Records supplied:
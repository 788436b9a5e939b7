//! Longest common prefix array construction.
//!
//! `lcp[0]` is always 0; `lcp[i]` for `i ≥ 1` is the length of the longest
//! common prefix of the suffixes at `suffix_array[i - 1]` and
//! `suffix_array[i]`.
//!
//! [`lcp_naive`] and [`lcp_kasai`] accept any text with a valid suffix array.
//! [`lcp_phi`] additionally expects the text to end with a unique smallest
//! character (the sentinel convention of the byte-text driver): its wrap-around
//! Phi seed is only harmless when that seed belongs to the last text position.

use crate::{Character, IndexStorage};

use num_traits::NumCast;

/// Inverts a suffix array into suffix ranks: `isa[sa[rank]] = rank`.
pub fn inverse_suffix_array<I: IndexStorage>(suffix_array: &[I]) -> Vec<I> {
    let mut inverse = vec![I::zero(); suffix_array.len()];

    for (rank, &position) in suffix_array.iter().enumerate() {
        inverse[position.as_()] = <I as NumCast>::from(rank).unwrap();
    }

    inverse
}

/// Character-by-character comparison of adjacent suffixes.
///
/// Quadratic in the worst case; serves as the oracle for the linear
/// constructions and is perfectly fine for small inputs.
pub fn lcp_naive<C: Character, I: IndexStorage>(text: &[C], suffix_array: &[I]) -> Vec<I> {
    let mut lcp = Vec::with_capacity(suffix_array.len());
    lcp.extend(suffix_array.first().map(|_| I::zero()));

    for pair in suffix_array.windows(2) {
        let common = text[pair[0].as_()..]
            .iter()
            .zip(&text[pair[1].as_()..])
            .take_while(|(left, right)| left == right)
            .count();

        lcp.push(<I as NumCast>::from(common).unwrap());
    }

    lcp
}

/// Amortized linear-time construction via the inverse suffix array, after
/// Kasai et al.
///
/// Scans the text in position order; the common prefix length shrinks by at
/// most one between consecutive positions, so re-extension work is amortized
/// over the whole text.
pub fn lcp_kasai<C: Character, I: IndexStorage>(text: &[C], suffix_array: &[I]) -> Vec<I> {
    let inverse = inverse_suffix_array(suffix_array);
    let mut lcp = vec![I::zero(); suffix_array.len()];

    let mut common = 0;
    for (position, &rank) in inverse.iter().enumerate() {
        if rank == I::zero() {
            common = 0;
            continue;
        }

        let preceding = suffix_array[rank.as_() - 1].as_();
        common = common_prefix_from(text, position, preceding, common);

        lcp[rank.as_()] = <I as NumCast>::from(common).unwrap();
        common = common.saturating_sub(1);
    }

    lcp
}

/// Linear-time construction via the Phi array.
///
/// Phi maps each text position to the position of its lexicographic
/// predecessor suffix. A single text-order scan computes the permuted LCP
/// values in place, which a final pass gathers into suffix array order.
pub fn lcp_phi<C: Character, I: IndexStorage>(text: &[C], suffix_array: &[I]) -> Vec<I> {
    if suffix_array.is_empty() {
        return Vec::new();
    }

    // the first suffix has no predecessor; it receives the last one as a
    // placeholder whose value is dropped by the gather below
    let mut phi = vec![I::zero(); suffix_array.len()];
    phi[suffix_array[0].as_()] = *suffix_array.last().unwrap();

    for pair in suffix_array.windows(2) {
        phi[pair[1].as_()] = pair[0];
    }

    let mut common = 0;
    for position in 0..phi.len() {
        let preceding = phi[position].as_();
        common = common_prefix_from(text, position, preceding, common);

        phi[position] = <I as NumCast>::from(common).unwrap();
        common = common.saturating_sub(1);
    }

    let mut lcp = Vec::with_capacity(suffix_array.len());
    lcp.push(I::zero());

    for &position in &suffix_array[1..] {
        lcp.push(phi[position.as_()]);
    }

    lcp
}

// extends a known common prefix of the suffixes at `first` and `second`
fn common_prefix_from<C: Character>(
    text: &[C],
    first: usize,
    second: usize,
    already_matching: usize,
) -> usize {
    let mut common = already_matching;

    while first + common < text.len()
        && second + common < text.len()
        && text[first + common] == text[second + common]
    {
        common += 1;
    }

    common
}

#[cfg(test)]
mod tests {
    use super::*;

    static TEXT: &[u8] = b"mississippi\0";
    static SUFFIX_ARRAY: &[usize] = &[11, 10, 7, 4, 1, 0, 9, 8, 6, 3, 5, 2];
    static LCP: &[usize] = &[0, 0, 1, 1, 4, 0, 0, 1, 0, 2, 1, 3];

    #[test]
    fn test_inverse_suffix_array() {
        let inverse = inverse_suffix_array(SUFFIX_ARRAY);

        assert_eq!(inverse, [5, 4, 11, 9, 3, 10, 8, 2, 7, 6, 1, 0]);

        for (position, &rank) in inverse.iter().enumerate() {
            assert_eq!(SUFFIX_ARRAY[rank], position);
        }
    }

    #[test]
    fn test_lcp_naive() {
        assert_eq!(lcp_naive(TEXT, SUFFIX_ARRAY), LCP);
    }

    #[test]
    fn test_lcp_kasai() {
        assert_eq!(lcp_kasai(TEXT, SUFFIX_ARRAY), LCP);
    }

    #[test]
    fn test_lcp_phi() {
        assert_eq!(lcp_phi(TEXT, SUFFIX_ARRAY), LCP);
    }

    #[test]
    fn test_single_sentinel_text() {
        let text = [0u8];
        let suffix_array = [0usize];

        assert_eq!(lcp_naive(&text, &suffix_array), [0]);
        assert_eq!(lcp_kasai(&text, &suffix_array), [0]);
        assert_eq!(lcp_phi(&text, &suffix_array), [0]);
    }

    #[test]
    fn test_empty() {
        let text: [u8; 0] = [];
        let suffix_array: [usize; 0] = [];

        assert_eq!(lcp_naive(&text, &suffix_array), [] as [usize; 0]);
        assert_eq!(lcp_kasai(&text, &suffix_array), [] as [usize; 0]);
        assert_eq!(lcp_phi(&text, &suffix_array), [] as [usize; 0]);
    }
}
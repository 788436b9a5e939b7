use proptest::prelude::*;
use rand::{RngCore, SeedableRng};

use sais_lcp::lcp::{inverse_suffix_array, lcp_kasai, lcp_naive, lcp_phi};
use sais_lcp::{IndexStorage, SaisBuilder};

fn suffix_array_oracle(text: &[u8]) -> Vec<usize> {
    let mut suffix_array: Vec<_> = (0..text.len()).collect();
    suffix_array.sort_unstable_by_key(|&position| &text[position..]);
    suffix_array
}

fn as_usize<I: IndexStorage>(values: &[I]) -> Vec<usize> {
    values.iter().map(|value| value.as_()).collect()
}

fn assert_is_permutation(suffix_array: &[usize]) {
    let mut sorted = suffix_array.to_vec();
    sorted.sort_unstable();
    let expected: Vec<_> = (0..suffix_array.len()).collect();
    assert_eq!(sorted, expected);
}

fn assert_strictly_increasing_suffixes(text: &[u8], suffix_array: &[usize]) {
    for pair in suffix_array.windows(2) {
        assert!(
            text[pair[0]..] < text[pair[1]..],
            "suffixes at {} and {} are out of order",
            pair[0],
            pair[1]
        );
    }
}

// remap stray NUL bytes and terminate with the unique smallest sentinel, as
// the driver does
fn sanitized_with_sentinel(payload: &[u8]) -> Vec<u8> {
    let mut text: Vec<u8> = payload
        .iter()
        .map(|&byte| if byte == 0 { 3 } else { byte })
        .collect();
    text.push(0);
    text
}

fn seeded_random_text(len: usize, seed: u64) -> Vec<u8> {
    let mut payload = vec![0u8; len];
    let mut rng = rand_chacha::ChaCha8Rng::seed_from_u64(seed);
    rng.fill_bytes(&mut payload);
    sanitized_with_sentinel(&payload)
}

#[test]
fn test_mississippi() {
    let text = b"mississippi\0";
    let suffix_array: Vec<usize> = SaisBuilder::new().construct_suffix_array(text);

    assert_eq!(suffix_array, [11, 10, 7, 4, 1, 0, 9, 8, 6, 3, 5, 2]);

    let expected_lcp = [0, 0, 1, 1, 4, 0, 0, 1, 0, 2, 1, 3];
    assert_eq!(lcp_naive(text, &suffix_array), expected_lcp);
    assert_eq!(lcp_kasai(text, &suffix_array), expected_lcp);
    assert_eq!(lcp_phi(text, &suffix_array), expected_lcp);
}

#[test]
fn test_all_equal_characters() {
    let text = b"aaaaaa\0";
    let suffix_array: Vec<usize> = SaisBuilder::new().construct_suffix_array(text);

    assert_eq!(suffix_array, [6, 5, 4, 3, 2, 1, 0]);

    let expected_lcp = [0, 0, 1, 2, 3, 4, 5];
    assert_eq!(lcp_naive(text, &suffix_array), expected_lcp);
    assert_eq!(lcp_kasai(text, &suffix_array), expected_lcp);
    assert_eq!(lcp_phi(text, &suffix_array), expected_lcp);
}

#[test]
fn test_abracadabra() {
    let text = b"abracadabra\0";
    let suffix_array: Vec<usize> = SaisBuilder::new().construct_suffix_array(text);

    assert_eq!(suffix_array, [11, 10, 7, 0, 3, 5, 8, 1, 4, 6, 9, 2]);

    let oracle = lcp_naive(text, &suffix_array);
    assert_eq!(lcp_kasai(text, &suffix_array), oracle);
    assert_eq!(lcp_phi(text, &suffix_array), oracle);
}

#[test]
fn test_sentinel_only() {
    let text = [0u8];
    let suffix_array: Vec<usize> = SaisBuilder::new().construct_suffix_array(&text);

    assert_eq!(suffix_array, [0]);
    assert_eq!(lcp_naive(&text, &suffix_array), [0]);
    assert_eq!(lcp_kasai(&text, &suffix_array), [0]);
    assert_eq!(lcp_phi(&text, &suffix_array), [0]);
}

#[test]
fn test_two_letter_alternation() {
    let mut text = b"ab".repeat(50_000);
    text.push(0);
    let text_len = text.len();

    let suffix_array: Vec<u32> = SaisBuilder::new().construct_suffix_array(&text);

    // the sentinel first, then all suffixes starting with 'a' by increasing
    // length, then the same for 'b'
    let mut expected = Vec::with_capacity(text_len);
    expected.push(text_len as u32 - 1);
    expected.extend((0..=text_len as u32 - 3).rev().step_by(2));
    expected.extend((1..=text_len as u32 - 2).rev().step_by(2));
    assert_eq!(suffix_array, expected);

    let kasai = lcp_kasai(&text, &suffix_array);
    assert_eq!(lcp_phi(&text, &suffix_array), kasai);

    // the longest overlap is between the suffixes at positions 2 and 0
    let max_lcp = kasai.iter().copied().max().unwrap();
    assert_eq!(max_lcp as usize, text_len - 3);
    assert!((max_lcp as usize) <= text_len - 2);
}

#[test]
fn test_random_ten_kibibyte_text() {
    let text = seeded_random_text(10 * 1024, 0x0DDB1A5E5BAD5EED);

    let suffix_array: Vec<u32> = SaisBuilder::new().construct_suffix_array(&text);
    let suffix_array_usize = as_usize(&suffix_array);

    assert_eq!(suffix_array_usize, suffix_array_oracle(&text));
    assert_is_permutation(&suffix_array_usize);
    assert_strictly_increasing_suffixes(&text, &suffix_array_usize);
    assert_eq!(suffix_array[0] as usize, text.len() - 1);

    let naive = lcp_naive(&text, &suffix_array);
    assert_eq!(lcp_kasai(&text, &suffix_array), naive);
    assert_eq!(lcp_phi(&text, &suffix_array), naive);
}

#[test]
fn test_integer_alphabet() {
    let text = [3u32, 1, 4, 1, 5, 0];

    let suffix_array: Vec<usize> = SaisBuilder::new()
        .with_max_char(5u32)
        .construct_suffix_array(&text);

    assert_eq!(suffix_array, [5, 1, 3, 0, 2, 4]);
}

#[test]
fn test_inverse_round_trip() {
    let text = seeded_random_text(2000, 42);

    let suffix_array: Vec<usize> = SaisBuilder::new().construct_suffix_array(&text);
    let inverse = inverse_suffix_array(&suffix_array);

    for position in 0..text.len() {
        assert_eq!(suffix_array[inverse[position]], position);
    }
}

#[test]
fn test_width_invariance() {
    for text in [
        b"mississippi\0".to_vec(),
        seeded_random_text(5000, 7),
        sanitized_with_sentinel(b"abababab"),
    ] {
        let narrow: Vec<u16> = SaisBuilder::new().construct_suffix_array(&text);
        let medium: Vec<u32> = SaisBuilder::new().construct_suffix_array(&text);
        let wide: Vec<u64> = SaisBuilder::new().construct_suffix_array(&text);

        assert_eq!(as_usize(&narrow), as_usize(&medium));
        assert_eq!(as_usize(&medium), as_usize(&wide));
    }
}

proptest! {
    #[test]
    fn matches_oracle_and_lcps_agree(payload in prop::collection::vec(any::<u8>(), 0..300)) {
        let text = sanitized_with_sentinel(&payload);

        let suffix_array: Vec<u32> = SaisBuilder::new().construct_suffix_array(&text);

        prop_assert_eq!(as_usize(&suffix_array), suffix_array_oracle(&text));

        let naive = lcp_naive(&text, &suffix_array);
        prop_assert_eq!(&lcp_kasai(&text, &suffix_array), &naive);
        prop_assert_eq!(&lcp_phi(&text, &suffix_array), &naive);
    }

    #[test]
    fn doesnt_crash_without_sentinel(text in prop::collection::vec(any::<u8>(), 0..100)) {
        let _: Vec<usize> = SaisBuilder::new().construct_suffix_array(&text);
    }
}
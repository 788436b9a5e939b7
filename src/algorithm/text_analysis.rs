use crate::{Character, IndexStorage};

use std::cmp::Ordering;
use std::mem;

use bitvec::slice::BitSlice;
use bitvec::vec::BitVec;
use num_traits::NumCast;

pub(crate) struct TextScan<I: IndexStorage> {
    /// One bit per text position, plus one for the virtual sentinel.
    pub s_types: BitVec<I>,
    /// LMS positions, highest first; the leading entry is the virtual sentinel.
    pub lms_positions: Vec<I>,
    /// Per-character occurrence counts, indexed by rank.
    pub histogram: Vec<I>,
}

/// Number of bytes backing the type array of a text of length `text_len`.
pub(crate) fn s_type_backing_bytes<I>(text_len: usize) -> usize {
    (text_len + 1).div_ceil(8 * mem::size_of::<I>()) * mem::size_of::<I>()
}

/// Upper bound for the number of LMS positions: no two can be adjacent, and
/// the virtual sentinel is always emitted.
pub(crate) fn lms_capacity(text_len: usize) -> usize {
    text_len / 2 + 2
}

// A single right-to-left pass decides the type of each position from the type
// of its successor and one character comparison, counts characters into the
// histogram, and emits every S-type position whose predecessor is L-type.
pub(crate) fn scan_types_counts_and_lms<C: Character, I: IndexStorage>(
    text: &[C],
    num_buckets: usize,
) -> TextScan<I> {
    let mut histogram = vec![I::zero(); num_buckets];
    let mut s_types: BitVec<I> = BitVec::repeat(true, text.len() + 1);
    let mut lms_positions = Vec::with_capacity(lms_capacity(text.len()));

    // the virtual sentinel is S-type and smaller than every character
    let mut next_is_s_type = true;
    let mut compared_to_next = Ordering::Greater;

    for position in (0..text.len()).rev() {
        let count = &mut histogram[text[position].rank()];
        *count = *count + I::one();

        let is_s_type = match compared_to_next {
            Ordering::Less => true,
            Ordering::Equal => s_types[position + 1],
            Ordering::Greater => false,
        };
        s_types.set(position, is_s_type);

        if next_is_s_type && !is_s_type {
            lms_positions.push(<I as NumCast>::from(position + 1).unwrap());
        }

        if position == 0 {
            break;
        }

        next_is_s_type = is_s_type;
        compared_to_next = text[position - 1].cmp(&text[position]);
    }

    TextScan {
        s_types,
        lms_positions,
        histogram,
    }
}

// assumes position > 0
#[inline]
pub(crate) fn is_lms<I: IndexStorage>(position: usize, s_types: &BitSlice<I>) -> bool {
    s_types[position] && !s_types[position - 1]
}
//! Snapshot differ: decides whether two stock snapshots amount to a reportable change.
//!
//! Pure and stateless. Attribution (reason, order, actor) is added by the
//! normalizer adapters, since the same comparison serves several event sources.

use invtrack_core::{AuditResult, ProductRef, StockSnapshot};

use crate::notes;

/// What kind of reportable change the differ found.
#[derive(Debug, Copy, Clone, PartialEq, Eq)]
pub enum DeltaKind {
    TrackingDisabled,
    TrackingEnabled,
    QuantityChanged,
}

/// A detected change, not yet attributed to an event source.
#[derive(Debug, Clone, PartialEq, Eq)]
pub struct StockDelta {
    pub product: ProductRef,
    pub kind: DeltaKind,
    pub stock_before: Option<i64>,
    pub stock_after: Option<i64>,
    pub note: String,
}

impl StockDelta {
    /// `after - before`, only when both levels are known.
    pub fn stock_change(&self) -> Option<i64> {
        match (self.stock_before, self.stock_after) {
            (Some(before), Some(after)) => after.checked_sub(before),
            _ => None,
        }
    }
}

/// Compare `current` against `previous` for the product `identity`.
///
/// Returns `Ok(None)` when nothing reportable happened. A tracking-enabled
/// snapshot without a quantity is an `InvalidSnapshot` error.
pub fn diff(
    current: &StockSnapshot,
    previous: &StockSnapshot,
    identity: &ProductRef,
) -> AuditResult<Option<StockDelta>> {
    let sku = identity.sku_label();

    let delta = match (previous.tracking_enabled, current.tracking_enabled) {
        (false, false) => return Ok(None),
        (true, false) => StockDelta {
            product: identity.clone(),
            kind: DeltaKind::TrackingDisabled,
            stock_before: Some(previous.tracked_quantity()?),
            stock_after: None,
            note: notes::tracking_disabled(sku),
        },
        (false, true) => StockDelta {
            product: identity.clone(),
            kind: DeltaKind::TrackingEnabled,
            stock_before: None,
            stock_after: Some(current.tracked_quantity()?),
            note: notes::tracking_enabled(sku),
        },
        (true, true) => {
            let before = previous.tracked_quantity()?;
            let after = current.tracked_quantity()?;
            if before == after {
                return Ok(None);
            }
            StockDelta {
                product: identity.clone(),
                kind: DeltaKind::QuantityChanged,
                stock_before: Some(before),
                stock_after: Some(after),
                note: notes::quantity_updated(sku, after),
            }
        }
    };

    Ok(Some(delta))
}

#[cfg(test)]
mod tests {
    use super::*;
    use invtrack_core::{AuditError, ProductId};
    use proptest::prelude::*;

    fn identity() -> ProductRef {
        ProductRef::new(ProductId::new(7), Some("SKU-7".to_string()))
    }

    fn snapshot_strategy() -> impl Strategy<Value = StockSnapshot> {
        prop_oneof![
            Just(StockSnapshot::untracked()),
            (-10_000i64..10_000).prop_map(StockSnapshot::tracked),
        ]
    }

    #[test]
    fn quantity_drop_reports_negative_change() {
        let delta = diff(&StockSnapshot::tracked(7), &StockSnapshot::tracked(10), &identity())
            .unwrap()
            .unwrap();

        assert_eq!(delta.kind, DeltaKind::QuantityChanged);
        assert_eq!(delta.stock_before, Some(10));
        assert_eq!(delta.stock_after, Some(7));
        assert_eq!(delta.stock_change(), Some(-3));
        assert_eq!(delta.note, "stock for SKU-7 updated to 7");
    }

    #[test]
    fn disabling_tracking_keeps_only_before() {
        let delta = diff(&StockSnapshot::untracked(), &StockSnapshot::tracked(5), &identity())
            .unwrap()
            .unwrap();

        assert_eq!(delta.kind, DeltaKind::TrackingDisabled);
        assert_eq!(delta.stock_before, Some(5));
        assert_eq!(delta.stock_after, None);
        assert_eq!(delta.stock_change(), None);
        assert!(delta.note.contains("disabled"));
    }

    #[test]
    fn enabling_tracking_keeps_only_after() {
        let delta = diff(&StockSnapshot::tracked(3), &StockSnapshot::untracked(), &identity())
            .unwrap()
            .unwrap();

        assert_eq!(delta.kind, DeltaKind::TrackingEnabled);
        assert_eq!(delta.stock_before, None);
        assert_eq!(delta.stock_after, Some(3));
        assert!(delta.note.contains("enabled"));
    }

    #[test]
    fn missing_quantity_on_tracked_snapshot_is_an_error() {
        let broken = StockSnapshot {
            tracking_enabled: true,
            quantity: None,
        };

        let err = diff(&broken, &StockSnapshot::tracked(1), &identity()).unwrap_err();
        assert!(matches!(err, AuditError::InvalidSnapshot(_)));

        let err = diff(&StockSnapshot::untracked(), &broken, &identity()).unwrap_err();
        assert!(matches!(err, AuditError::InvalidSnapshot(_)));
    }

    #[test]
    fn missing_sku_renders_empty_label() {
        let anon = ProductRef::new(ProductId::new(1), None);
        let delta = diff(&StockSnapshot::tracked(2), &StockSnapshot::tracked(1), &anon)
            .unwrap()
            .unwrap();
        assert_eq!(delta.note, "stock for  updated to 2");
    }

    proptest! {
        #![proptest_config(ProptestConfig {
            cases: 256,
            ..ProptestConfig::default()
        })]

        /// Property: untracked on both sides never reports anything.
        #[test]
        fn both_untracked_is_no_change(_seed in any::<u8>()) {
            let out = diff(&StockSnapshot::untracked(), &StockSnapshot::untracked(), &identity()).unwrap();
            prop_assert!(out.is_none());
        }

        /// Property: equal tracked quantities never report anything.
        #[test]
        fn equal_quantities_are_no_change(qty in any::<i32>()) {
            let snap = StockSnapshot::tracked(qty as i64);
            prop_assert!(diff(&snap, &snap, &identity()).unwrap().is_none());
        }

        /// Property: differing tracked quantities report exactly current - previous.
        #[test]
        fn change_is_current_minus_previous(prev in -1_000_000i64..1_000_000, cur in -1_000_000i64..1_000_000) {
            prop_assume!(prev != cur);
            let delta = diff(&StockSnapshot::tracked(cur), &StockSnapshot::tracked(prev), &identity())
                .unwrap()
                .unwrap();
            prop_assert_eq!(delta.stock_change(), Some(cur - prev));
            prop_assert_eq!(delta.stock_after.unwrap() - delta.stock_before.unwrap(), cur - prev);
        }

        /// Property: diff holds no hidden state.
        #[test]
        fn diff_is_idempotent(cur in snapshot_strategy(), prev in snapshot_strategy()) {
            let first = diff(&cur, &prev, &identity()).unwrap();
            let second = diff(&cur, &prev, &identity()).unwrap();
            prop_assert_eq!(first, second);
        }
    }
}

Instructions for the task:
Scan the entries for lines holding the string "event", then copy every one of them.

Reply to the task:
//! normalizer adapters, since the same comparison serves several event sources.
/// A detected change, not yet attributed to an event source.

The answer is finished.